I read a quote the other day from Winston Churchill, "Courage is what it takes to stand up and speak; courage is also what it takes to sit down and listen." Wise words indeed, but it also reminded me that although we may have the skills to stand up and speak, we may not have the skills to sit down and listen!
It’s not surprising if you cast your mind back to your school days. I’m sure you remember the hours and hours for several years you spent learning the skills of reading. And the same for writing as well, you had many, many lessons learning those skills. Your talking skills started to be learnt when you were still a toddler – and you continued to develop them in nursery and primary school. But what about listening skills? How many lessons did you have on listening skills? Any at all? One single hour learning the skills involved in listening?
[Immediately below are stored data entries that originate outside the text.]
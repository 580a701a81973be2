//! Fragment batching.
//!
//! Groups an ordered fragment sequence into contiguous [`Batch`]es whose
//! cumulative character length reaches a configured threshold. The final
//! remainder is always emitted, however short, so no fragment is ever
//! dropped. Lazy: batches are produced on demand.

/// A contiguous run of fragments submitted together for rewriting.
/// Borrowed from the per-file fragment list; consumed by one rewrite cycle.
#[derive(Debug, Clone, Copy)]
pub struct Batch<'a> {
    pub fragments: &'a [String],
}

impl<'a> Batch<'a> {
    /// The concatenated input string sent to the rewrite provider,
    /// fragments in original order.
    pub fn concat(&self) -> String {
        self.fragments.concat()
    }

    /// Total character count in Unicode scalar values, not bytes; CJK
    /// captions would otherwise triple-count.
    pub fn char_len(&self) -> usize {
        self.fragments.iter().map(|f| f.chars().count()).sum()
    }

    pub fn len(&self) -> usize {
        self.fragments.len()
    }

    pub fn is_empty(&self) -> bool {
        self.fragments.is_empty()
    }
}

/// Iterate `fragments` as batches of at least `context_len` characters
/// (except possibly the last).
pub fn batches(fragments: &[String], context_len: usize) -> Batches<'_> {
    Batches {
        fragments,
        context_len,
        pos: 0,
    }
}

pub struct Batches<'a> {
    fragments: &'a [String],
    context_len: usize,
    pos: usize,
}

impl<'a> Iterator for Batches<'a> {
    type Item = Batch<'a>;

    fn next(&mut self) -> Option<Batch<'a>> {
        if self.pos >= self.fragments.len() {
            return None;
        }

        let start = self.pos;
        let mut chars = 0usize;
        while self.pos < self.fragments.len() {
            chars += self.fragments[self.pos].chars().count();
            self.pos += 1;
            if chars >= self.context_len {
                break;
            }
        }

        Some(Batch {
            fragments: &self.fragments[start..self.pos],
        })
    }
}

/// Number of batches the iterator will yield, without consuming it.
/// Used for progress totals and dry-run estimates.
pub fn batch_count(fragments: &[String], context_len: usize) -> usize {
    batches(fragments, context_len).count()
}
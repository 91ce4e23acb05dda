use serde::{Deserialize, Serialize};
use std::fmt;
use thiserror::Error;

#[derive(Debug, Error, Clone, PartialEq, Eq)]
pub enum EmailError {
    #[error("email must not be empty")]
    Empty,
    #[error("email {0:?} is not a valid address")]
    Invalid(String),
}

/// Normalized (trimmed, lower-cased) email address used as the user identity.
#[derive(Clone, PartialEq, Eq, Hash, PartialOrd, Ord, Serialize, Deserialize)]
#[serde(try_from = "String", into = "String")]
pub struct Email(String);

impl Email {
    /// Parse and normalize an email address.
    ///
    /// # Errors
    ///
    /// Returns `EmailError::Empty` for blank input and `EmailError::Invalid`
    /// when the address lacks a local part or a dotted domain.
    pub fn parse(raw: impl AsRef<str>) -> Result<Self, EmailError> {
        let trimmed = raw.as_ref().trim();
        if trimmed.is_empty() {
            return Err(EmailError::Empty);
        }
        if trimmed.chars().any(char::is_whitespace) {
            return Err(EmailError::Invalid(trimmed.to_string()));
        }

        let Some((local, domain)) = trimmed.split_once('@') else {
            return Err(EmailError::Invalid(trimmed.to_string()));
        };
        let domain_ok = !domain.contains('@')
            && domain.contains('.')
            && !domain.starts_with('.')
            && !domain.ends_with('.');
        if local.is_empty() || !domain_ok {
            return Err(EmailError::Invalid(trimmed.to_string()));
        }

        Ok(Self(trimmed.to_lowercase()))
    }

    #[must_use]
    pub fn as_str(&self) -> &str {
        &self.0
    }
}

impl fmt::Debug for Email {
    fn fmt(&self, f: &mut fmt::Formatter<'_>) -> fmt::Result {
        write!(f, "Email({})", self.0)
    }
}

impl fmt::Display for Email {
    fn fmt(&self, f: &mut fmt::Formatter<'_>) -> fmt::Result {
        f.write_str(&self.0)
    }
}

impl TryFrom<String> for Email {
    type Error = EmailError;

    fn try_from(value: String) -> Result<Self, Self::Error> {
        Self::parse(value)
    }
}

impl From<Email> for String {
    fn from(value: Email) -> Self {
        value.0
    }
}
No, probably not! Many times you will have been told to listen. Or were expected to listen. Or it was assumed you would listen. But what about actual lessons on the skills of listening?
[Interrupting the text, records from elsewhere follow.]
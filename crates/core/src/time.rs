use chrono::{DateTime, Duration, Utc};

/// Clock abstraction so token expiry and upload timestamps stay deterministic in tests.
#[derive(Debug, Clone, Copy, Default)]
pub enum Clock {
    #[default]
    System,
    Fixed(DateTime<Utc>),
}

impl Clock {
    /// Returns a clock backed by the system time.
    #[must_use]
    pub fn system() -> Self {
        Self::System
    }

    /// Returns a clock frozen at the given timestamp.
    #[must_use]
    pub fn fixed(at: DateTime<Utc>) -> Self {
        Self::Fixed(at)
    }

    #[must_use]
    pub fn now(&self) -> DateTime<Utc> {
        match self {
            Clock::System => Utc::now(),
            Clock::Fixed(t) => *t,
        }
    }

    /// Moves a fixed clock forward. A system clock ignores the call.
    pub fn advance(&mut self, delta: Duration) {
        if let Clock::Fixed(t) = self {
            *t += delta;
        }
    }
}

/// Deterministic timestamp for tests (2023-11-14T22:13:20Z).
pub const FIXED_TEST_TIMESTAMP: i64 = 1_700_000_000;

/// Returns the deterministic test timestamp.
///
/// # Panics
///
/// Panics if the fixed timestamp cannot be represented.
#[must_use]
pub fn fixed_now() -> DateTime<Utc> {
    DateTime::<Utc>::from_timestamp(FIXED_TEST_TIMESTAMP, 0)
        .expect("fixed timestamp should be valid")
}

#[must_use]
pub fn fixed_clock() -> Clock {
    Clock::fixed(fixed_now())
}

#[cfg(test)]
mod tests {
    use super::*;

    #[test]
    fn fixed_clock_advances() {
        let mut clock = fixed_clock();
        clock.advance(Duration::minutes(31));
        assert_eq!(clock.now(), fixed_now() + Duration::minutes(31));
    }

    #[test]
    fn system_clock_ignores_advance() {
        let mut clock = Clock::system();
        clock.advance(Duration::days(365));
        assert!(clock.now() < fixed_now() + Duration::days(365 * 100));
    }
}
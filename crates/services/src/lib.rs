#![forbid(unsafe_code)]

pub mod auth_service;
pub mod error;
pub mod export;
pub mod extraction;
pub mod generation;
pub mod lesson_service;
pub mod password;

pub use lesson_core::Clock;

pub use auth_service::{AccessToken, AuthConfig, AuthService, AuthenticatedUser};
pub use error::{AuthError, ExportError, ExtractionError, GenerationError, LessonError};
pub use generation::{GenerationConfig, GenerationService, TextGenerator};
pub use lesson_service::{LessonService, UploadPreview};
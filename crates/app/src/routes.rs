use axum::Json;
use axum::extract::{Multipart, State};
use axum::http::header;
use axum::response::{IntoResponse, Response};
use lesson_core::flashcards::FlashcardSet;
use lesson_core::quiz::QuizResult;
use lesson_core::summary::Summary;
use serde::{Deserialize, Serialize};
use services::AccessToken;
use services::extraction::{MIME_DOCX, MIME_PDF, MIME_PPTX};

use crate::AppState;
use crate::auth::CurrentUser;
use crate::error::ApiError;

#[derive(Debug, Serialize)]
pub struct MessageResponse {
    pub message: &'static str,
}

#[derive(Debug, Serialize)]
pub struct StatusResponse {
    pub message: &'static str,
    pub status: &'static str,
}

#[derive(Debug, Deserialize)]
pub struct Credentials {
    pub email: String,
    pub password: String,
}

#[derive(Debug, Serialize)]
pub struct RegisteredResponse {
    pub message: &'static str,
    pub user_id: u64,
}

#[derive(Debug, Default, Deserialize)]
#[serde(default)]
pub struct ForgotPasswordRequest {
    pub email: Option<String>,
}

#[derive(Debug, Default, Deserialize)]
#[serde(default)]
pub struct ResetPasswordRequest {
    pub email: Option<String>,
    pub token: Option<String>,
    pub new_password: Option<String>,
}

#[derive(Debug, Serialize)]
pub struct UploadResponse {
    pub message: &'static str,
    pub content: String,
}

#[derive(Debug, Serialize)]
pub struct SummaryResponse {
    pub summary: Summary,
}

#[derive(Debug, Serialize)]
pub struct QuizResponse {
    pub quiz: QuizResult,
}

#[derive(Debug, Serialize)]
pub struct FlashcardsResponse {
    pub flashcards: FlashcardSet,
}

#[derive(Debug, Default, Deserialize)]
#[serde(default)]
pub struct AskRequest {
    pub question: String,
}

#[derive(Debug, Serialize)]
pub struct AskResponse {
    pub question: String,
    pub answer: String,
}

// ─── Accounts ───────────────────────────────────────────────────────────────

pub async fn root() -> Json<StatusResponse> {
    Json(StatusResponse {
        message: "AI Lesson Converter API",
        status: "running",
    })
}

pub async fn register(
    State(state): State<AppState>,
    Json(body): Json<Credentials>,
) -> Result<Json<RegisteredResponse>, ApiError> {
    let user_id = state.auth.register(&body.email, &body.password).await?;
    Ok(Json(RegisteredResponse {
        message: "User created successfully",
        user_id: user_id.value(),
    }))
}

pub async fn login(
    State(state): State<AppState>,
    Json(body): Json<Credentials>,
) -> Result<Json<AccessToken>, ApiError> {
    Ok(Json(state.auth.login(&body.email, &body.password).await?))
}

/// Tokens are stateless; the client discards its copy.
pub async fn logout() -> Json<MessageResponse> {
    Json(MessageResponse {
        message: "Logged out successfully. Please clear your token on the frontend.",
    })
}

pub async fn forgot_password(
    State(state): State<AppState>,
    Json(body): Json<ForgotPasswordRequest>,
) -> Json<MessageResponse> {
    if let Some(email) = body.email {
        if let Err(err) = state.auth.forgot_password(&email).await {
            tracing::error!(error = &err as &dyn std::error::Error, "password reset request failed");
        }
    }
    Json(MessageResponse {
        message: "If this email exists, a reset link has been sent.",
    })
}

fn present(field: Option<String>) -> Option<String> {
    field.filter(|value| !value.trim().is_empty())
}

pub async fn reset_password(
    State(state): State<AppState>,
    Json(body): Json<ResetPasswordRequest>,
) -> Result<Json<MessageResponse>, ApiError> {
    let (Some(email), Some(token), Some(new_password)) = (
        present(body.email),
        present(body.token),
        present(body.new_password),
    ) else {
        return Err(ApiError::BadRequest("Missing fields".into()));
    };

    state
        .auth
        .reset_password(&email, token.trim(), &new_password)
        .await?;
    Ok(Json(MessageResponse {
        message: "Password reset successful",
    }))
}

// ─── Lessons ────────────────────────────────────────────────────────────────

/// Media type for an upload, falling back to the file extension when the
/// client sent none or a generic one.
fn upload_media_type(content_type: Option<&str>, file_name: Option<&str>) -> String {
    if let Some(content_type) = content_type {
        if content_type != "application/octet-stream" {
            return content_type.to_string();
        }
    }
    let extension = file_name
        .and_then(|name| name.rsplit_once('.'))
        .map(|(_, ext)| ext.to_ascii_lowercase());
    match extension.as_deref() {
        Some("pdf") => MIME_PDF,
        Some("docx") => MIME_DOCX,
        Some("pptx") => MIME_PPTX,
        Some("txt" | "md") => "text/plain",
        _ => content_type.unwrap_or("application/octet-stream"),
    }
    .to_string()
}

pub async fn upload(
    State(state): State<AppState>,
    CurrentUser(user): CurrentUser,
    mut multipart: Multipart,
) -> Result<Json<UploadResponse>, ApiError> {
    let bad_multipart = |err: axum::extract::multipart::MultipartError| {
        ApiError::BadRequest(format!("Invalid upload: {}", err.body_text()))
    };

    while let Some(field) = multipart.next_field().await.map_err(bad_multipart)? {
        if field.name() != Some("file") {
            continue;
        }
        let media_type = upload_media_type(field.content_type(), field.file_name());
        let data = field.bytes().await.map_err(bad_multipart)?;

        let preview = state.lessons.upload(&user.email, &media_type, &data).await?;
        return Ok(Json(UploadResponse {
            message: "File uploaded successfully",
            content: preview.preview,
        }));
    }
    Err(ApiError::BadRequest("No file uploaded".into()))
}

pub async fn summarize(
    State(state): State<AppState>,
    CurrentUser(user): CurrentUser,
) -> Result<Json<SummaryResponse>, ApiError> {
    let summary = state.lessons.summarize(&user.email).await?;
    Ok(Json(SummaryResponse { summary }))
}

pub async fn generate_quiz(
    State(state): State<AppState>,
    CurrentUser(user): CurrentUser,
) -> Result<Json<QuizResponse>, ApiError> {
    let quiz = state.lessons.generate_quiz(&user.email).await?;
    tracing::info!(
        email = %user.email,
        synthetic = quiz.synthetic_count(),
        "quiz generated"
    );
    Ok(Json(QuizResponse { quiz }))
}

pub async fn generate_flashcards(
    State(state): State<AppState>,
    CurrentUser(user): CurrentUser,
) -> Result<Json<FlashcardsResponse>, ApiError> {
    let flashcards = state.lessons.generate_flashcards(&user.email).await?;
    Ok(Json(FlashcardsResponse { flashcards }))
}

pub async fn ask(
    State(state): State<AppState>,
    CurrentUser(user): CurrentUser,
    Json(body): Json<AskRequest>,
) -> Result<Json<AskResponse>, ApiError> {
    let answer = state.lessons.ask(&user.email, &body.question).await?;
    Ok(Json(AskResponse {
        question: body.question,
        answer,
    }))
}

// ─── Exports ────────────────────────────────────────────────────────────────

fn attachment(media_type: &'static str, file_name: &'static str, bytes: Vec<u8>) -> Response {
    (
        [
            (header::CONTENT_TYPE, media_type.to_string()),
            (
                header::CONTENT_DISPOSITION,
                format!("attachment; filename=\"{file_name}\""),
            ),
        ],
        bytes,
    )
        .into_response()
}

pub async fn export_ppt(
    State(state): State<AppState>,
    CurrentUser(user): CurrentUser,
) -> Result<Response, ApiError> {
    let deck = state.lessons.export_pptx(&user.email).await?;
    Ok(attachment(MIME_PPTX, "lesson.pptx", deck))
}

pub async fn export_pdf(
    State(state): State<AppState>,
    CurrentUser(user): CurrentUser,
) -> Result<Response, ApiError> {
    let pdf = state.lessons.export_pdf(&user.email).await?;
    Ok(attachment(MIME_PDF, "lesson.pdf", pdf))
}

#[cfg(test)]
mod tests {
    use super::*;

    #[test]
    fn media_type_prefers_specific_content_type() {
        assert_eq!(upload_media_type(Some("text/markdown"), Some("a.pdf")), "text/markdown");
        assert_eq!(upload_media_type(Some("application/octet-stream"), Some("Deck.PPTX")), MIME_PPTX);
        assert_eq!(upload_media_type(None, Some("notes.txt")), "text/plain");
        assert_eq!(upload_media_type(None, Some("photo.png")), "application/octet-stream");
        assert_eq!(upload_media_type(None, None), "application/octet-stream");
    }
}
Probably the nearest you got was a teacher telling you to "shut up and listen" as you whispered to your friend in class. However, as you will discover if you have conflict management training, being told to listen is not the same as being told HOW to listen, though interestingly just “shutting up” isn’t the answer either! In truth a little talking, but the right kind of talking, actually helps with listening. This is because letting the other person know that you are listening and understanding them (or at least trying to understand) is a vital component of listening skills. It helps build rapport, avoid misunderstandings that may lead to future conflict and reduces feelings of frustration. (Isn’t it annoying when you’re telling someone something important and they don’t appear to be listening!)
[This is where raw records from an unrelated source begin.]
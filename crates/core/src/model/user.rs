use chrono::{DateTime, Utc};

use crate::model::{Email, UserId};

/// A registered account. The password hash is opaque to the domain layer.
#[derive(Debug, Clone, PartialEq, Eq)]
pub struct User {
    id: UserId,
    email: Email,
    password_hash: String,
    created_at: DateTime<Utc>,
}

impl User {
    #[must_use]
    pub fn from_persisted(
        id: UserId,
        email: Email,
        password_hash: String,
        created_at: DateTime<Utc>,
    ) -> Self {
        Self {
            id,
            email,
            password_hash,
            created_at,
        }
    }

    #[must_use]
    pub fn id(&self) -> UserId {
        self.id
    }

    #[must_use]
    pub fn email(&self) -> &Email {
        &self.email
    }

    #[must_use]
    pub fn password_hash(&self) -> &str {
        &self.password_hash
    }

    #[must_use]
    pub fn created_at(&self) -> DateTime<Utc> {
        self.created_at
    }

    /// Returns a copy carrying a new password hash.
    #[must_use]
    pub fn with_password_hash(&self, password_hash: String) -> Self {
        Self {
            password_hash,
            ..self.clone()
        }
    }
}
It is of course important to sound like you are listening and trying to understand. Every little "hmmm”, "yea", "really?!", "uh-huh", makes a big difference in letting the person know that you are following them. As you will discover if you every embark on a conflict management training, it’s particularly worth concentrating on these when you are tired, hungry, stressed, or in any other state of mind that may affect your tone of voice.
An occasional recap about what the speaker has said, paraphrasing what you have heard, ensures that mutual understanding is achieved as well. (Mutual understanding is the “holy grail” of good communication – without mutual understanding what is the point of communicating?) Getting into the habit of paraphrasing also means you are far less likely to end with misunderstandings that may lead to future disagreements and conflict, though don’t do it by interrupting or finishing people’s sentences – a habit many of us have!
It’s most important, when managing conflict, to ensure that you don’t stop listening as soon as you hear something you don’t like. If you can keep focused on hearing the details of a conversation, even if you disagree with what the person is saying you will develop a much greater understanding of the situation.
So going back to Mr. Churchill’s wise words, I feel courage is indeed required to sit down and listen, though sometimes that still involves the courage to talk at the same time – just in the right way!